"""
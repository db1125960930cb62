//! SQLite implementation of the schedule repository port.

use std::collections::HashSet;

use anyhow::Context;
use async_trait::async_trait;
use sqlx::{query, query_as, query_scalar, Sqlite, SqlitePool, Transaction};
use tracing::debug;

use toban_core::{
    Assignment, AssignmentRecord, DomainError, LibraryRoom, Member, NewSchedule, Schedule,
    ScheduleRepository, ScheduleStatus, Weekday,
};

use crate::models::{AssignmentRow, MemberRow, RoomRow, ScheduleRow};

pub struct SqliteScheduleRepository {
    pool: SqlitePool,
}

impl SqliteScheduleRepository {
    pub fn new(pool: SqlitePool) -> Self {
        Self { pool }
    }

    /// Get the underlying pool for transaction creation
    pub fn pool(&self) -> &SqlitePool {
        &self.pool
    }

    // ========================================================================
    // Transaction-aware steps of the commit path
    // ========================================================================

    /// Delete any draft schedule for the same (school, year, half) together
    /// with its assignments, within an existing transaction.
    pub async fn delete_drafts_in_tx(
        tx: &mut Transaction<'_, Sqlite>,
        schedule: &NewSchedule,
    ) -> anyhow::Result<()> {
        query(
            "DELETE FROM schedule_assignments
             WHERE schedule_id IN (
                 SELECT id FROM schedules
                 WHERE school_id = ? AND academic_year = ? AND is_first_half = ?
                   AND status = 'draft'
             )",
        )
        .bind(schedule.school_id)
        .bind(schedule.academic_year)
        .bind(schedule.is_first_half)
        .execute(&mut **tx)
        .await
        .context("clearing draft assignments")?;

        query(
            "DELETE FROM schedules
             WHERE school_id = ? AND academic_year = ? AND is_first_half = ?
               AND status = 'draft'",
        )
        .bind(schedule.school_id)
        .bind(schedule.academic_year)
        .bind(schedule.is_first_half)
        .execute(&mut **tx)
        .await
        .context("clearing draft schedules")?;

        Ok(())
    }

    /// Insert the new schedule as a draft within an existing transaction.
    pub async fn insert_draft_in_tx(
        tx: &mut Transaction<'_, Sqlite>,
        schedule: &NewSchedule,
    ) -> anyhow::Result<i64> {
        let result = query(
            "INSERT INTO schedules
             (school_id, schedule_name, description, academic_year, is_first_half, status)
             VALUES (?, ?, ?, ?, ?, 'draft')",
        )
        .bind(schedule.school_id)
        .bind(&schedule.name)
        .bind(&schedule.description)
        .bind(schedule.academic_year)
        .bind(schedule.is_first_half)
        .execute(&mut **tx)
        .await
        .context("inserting draft schedule")?;

        Ok(result.last_insert_rowid())
    }

    /// Bulk-insert assignment rows within an existing transaction.
    pub async fn insert_assignments_in_tx(
        tx: &mut Transaction<'_, Sqlite>,
        schedule_id: i64,
        assignments: &[Assignment],
    ) -> anyhow::Result<()> {
        for assignment in assignments {
            query(
                "INSERT INTO schedule_assignments
                 (schedule_id, day_of_week, library_room_id, committee_member_id)
                 VALUES (?, ?, ?, ?)",
            )
            .bind(schedule_id)
            .bind(assignment.weekday.number())
            .bind(assignment.room_id)
            .bind(assignment.member_id)
            .execute(&mut **tx)
            .await
            .context("inserting assignment")?;
        }
        Ok(())
    }

    /// Demote active peers and promote the new schedule, within an existing
    /// transaction. A constraint violation while demoting is an activation
    /// conflict.
    pub async fn activate_in_tx(
        tx: &mut Transaction<'_, Sqlite>,
        schedule: &NewSchedule,
        schedule_id: i64,
    ) -> anyhow::Result<()> {
        query(
            "UPDATE schedules SET status = 'inactive'
             WHERE school_id = ? AND academic_year = ? AND is_first_half = ?
               AND status = 'active' AND id != ?",
        )
        .bind(schedule.school_id)
        .bind(schedule.academic_year)
        .bind(schedule.is_first_half)
        .bind(schedule_id)
        .execute(&mut **tx)
        .await
        .map_err(|err| match err {
            sqlx::Error::Database(_) => anyhow::Error::new(DomainError::ActivationConflict {
                school_id: schedule.school_id,
                academic_year: schedule.academic_year,
            }),
            other => anyhow::Error::new(other),
        })?;

        query("UPDATE schedules SET status = 'active' WHERE id = ?")
            .bind(schedule_id)
            .execute(&mut **tx)
            .await
            .context("activating schedule")?;

        Ok(())
    }
}

fn member_from_row(row: MemberRow) -> Member {
    Member {
        id: row.id,
        name: row.name,
        class_id: row.class_id,
        class_name: row.class_name,
        grade: row.grade as u8,
        position: row.position_name,
        academic_year: row.academic_year as i32,
    }
}

fn weekday_from_db(day_of_week: i64) -> anyhow::Result<Weekday> {
    u8::try_from(day_of_week)
        .ok()
        .and_then(Weekday::from_number)
        .ok_or_else(|| anyhow::anyhow!("stored weekday out of range: {}", day_of_week))
}

#[async_trait]
impl ScheduleRepository for SqliteScheduleRepository {
    async fn load_members(
        &self,
        school_id: i64,
        academic_year: i32,
    ) -> anyhow::Result<Vec<Member>> {
        let rows = query_as::<_, MemberRow>(
            "SELECT cm.id, cm.name, cm.class_id, c.class_name, c.grade,
                    p.position_name, cm.academic_year
             FROM committee_members cm
             JOIN classes c ON cm.class_id = c.id
             LEFT JOIN positions p ON cm.position_id = p.id
             WHERE cm.school_id = ? AND cm.academic_year = ? AND cm.active = 1
               AND c.grade IN (5, 6)
             ORDER BY c.grade, c.class_name, cm.name",
        )
        .bind(school_id)
        .bind(academic_year)
        .fetch_all(&self.pool)
        .await
        .context("loading committee members")?;

        Ok(rows.into_iter().map(member_from_row).collect())
    }

    async fn load_rooms(&self, school_id: i64) -> anyhow::Result<Vec<LibraryRoom>> {
        let rows = query_as::<_, RoomRow>(
            "SELECT id, room_id, room_name, capacity
             FROM library_rooms
             WHERE school_id = ? AND active = 1
             ORDER BY room_id",
        )
        .bind(school_id)
        .fetch_all(&self.pool)
        .await
        .context("loading library rooms")?;

        Ok(rows
            .into_iter()
            .map(|row| LibraryRoom {
                id: row.id,
                room_id: row.room_id,
                name: row.room_name,
                capacity: row.capacity.max(0) as u32,
            })
            .collect())
    }

    async fn load_prior_wed_fri(
        &self,
        school_id: i64,
        academic_year: i32,
    ) -> anyhow::Result<HashSet<i64>> {
        let ids = query_scalar::<_, i64>(
            "SELECT DISTINCT sa.committee_member_id
             FROM schedule_assignments sa
             JOIN schedules s ON s.id = sa.schedule_id
             WHERE s.school_id = ? AND s.academic_year = ?
               AND s.is_first_half = 1 AND s.status = 'active'
               AND sa.day_of_week IN (3, 5)",
        )
        .bind(school_id)
        .bind(academic_year)
        .fetch_all(&self.pool)
        .await
        .context("loading first-half Wednesday/Friday history")?;

        Ok(ids.into_iter().collect())
    }

    async fn commit_schedule(
        &self,
        schedule: &NewSchedule,
        assignments: &[Assignment],
    ) -> anyhow::Result<i64> {
        let mut tx = self.pool.begin().await.context("opening transaction")?;

        let school: Option<i64> = query_scalar("SELECT id FROM schools WHERE id = ?")
            .bind(schedule.school_id)
            .fetch_optional(&mut *tx)
            .await
            .context("checking school")?;
        if school.is_none() {
            return Err(DomainError::SchoolNotFound(schedule.school_id).into());
        }

        Self::delete_drafts_in_tx(&mut tx, schedule).await?;
        let schedule_id = Self::insert_draft_in_tx(&mut tx, schedule).await?;
        Self::insert_assignments_in_tx(&mut tx, schedule_id, assignments).await?;
        Self::activate_in_tx(&mut tx, schedule, schedule_id).await?;

        tx.commit().await.context("committing schedule")?;
        debug!(
            schedule_id,
            assignments = assignments.len(),
            "schedule committed"
        );
        Ok(schedule_id)
    }

    async fn load_schedule(&self, schedule_id: i64) -> anyhow::Result<Option<Schedule>> {
        let row = query_as::<_, ScheduleRow>(
            "SELECT id, school_id, schedule_name, description, academic_year,
                    is_first_half, status
             FROM schedules WHERE id = ?",
        )
        .bind(schedule_id)
        .fetch_optional(&self.pool)
        .await
        .context("loading schedule")?;

        row.map(|row| {
            let status = ScheduleStatus::parse(&row.status).map_err(anyhow::Error::msg)?;
            Ok(Schedule {
                id: row.id,
                school_id: row.school_id,
                name: row.schedule_name,
                description: row.description,
                academic_year: row.academic_year as i32,
                is_first_half: row.is_first_half != 0,
                status,
            })
        })
        .transpose()
    }

    async fn load_assignments(
        &self,
        schedule_id: i64,
    ) -> anyhow::Result<Vec<AssignmentRecord>> {
        let rows = query_as::<_, AssignmentRow>(
            "SELECT sa.day_of_week, sa.library_room_id, lr.room_name,
                    sa.committee_member_id, cm.name AS member_name,
                    c.class_name, c.grade
             FROM schedule_assignments sa
             JOIN library_rooms lr ON sa.library_room_id = lr.id
             JOIN committee_members cm ON sa.committee_member_id = cm.id
             JOIN classes c ON cm.class_id = c.id
             WHERE sa.schedule_id = ?
             ORDER BY sa.day_of_week, sa.library_room_id, cm.name",
        )
        .bind(schedule_id)
        .fetch_all(&self.pool)
        .await
        .context("loading schedule assignments")?;

        rows.into_iter()
            .map(|row| {
                Ok(AssignmentRecord {
                    weekday: weekday_from_db(row.day_of_week)?,
                    room_id: row.library_room_id,
                    room_name: row.room_name,
                    member_id: row.committee_member_id,
                    member_name: row.member_name,
                    class_name: row.class_name,
                    grade: row.grade as u8,
                })
            })
            .collect()
    }
}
"""
__WHAT IS NEEDED__. Would you restate, word for word, every line of the listing from its first line through the line with "assignments, within an existing transaction."?

__EXERCISE OUTPUT__.
repository db1125960930cb62
//! SQLite implementation of the schedule repository port.

use std::collections::HashSet;

use anyhow::Context;
use async_trait::async_trait;
use sqlx::{query, query_as, query_scalar, Sqlite, SqlitePool, Transaction};
use tracing::debug;

use toban_core::{
    Assignment, AssignmentRecord, DomainError, LibraryRoom, Member, NewSchedule, Schedule,
    ScheduleRepository, ScheduleStatus, Weekday,
};

use crate::models::{AssignmentRow, MemberRow, RoomRow, ScheduleRow};

pub struct SqliteScheduleRepository {
    pool: SqlitePool,
}

impl SqliteScheduleRepository {
    pub fn new(pool: SqlitePool) -> Self {
        Self { pool }
    }

    /// Get the underlying pool for transaction creation
    pub fn pool(&self) -> &SqlitePool {
        &self.pool
    }

    // ========================================================================
    // Transaction-aware steps of the commit path
    // ========================================================================

    /// Delete any draft schedule for the same (school, year, half) together
    /// with its assignments, within an existing transaction.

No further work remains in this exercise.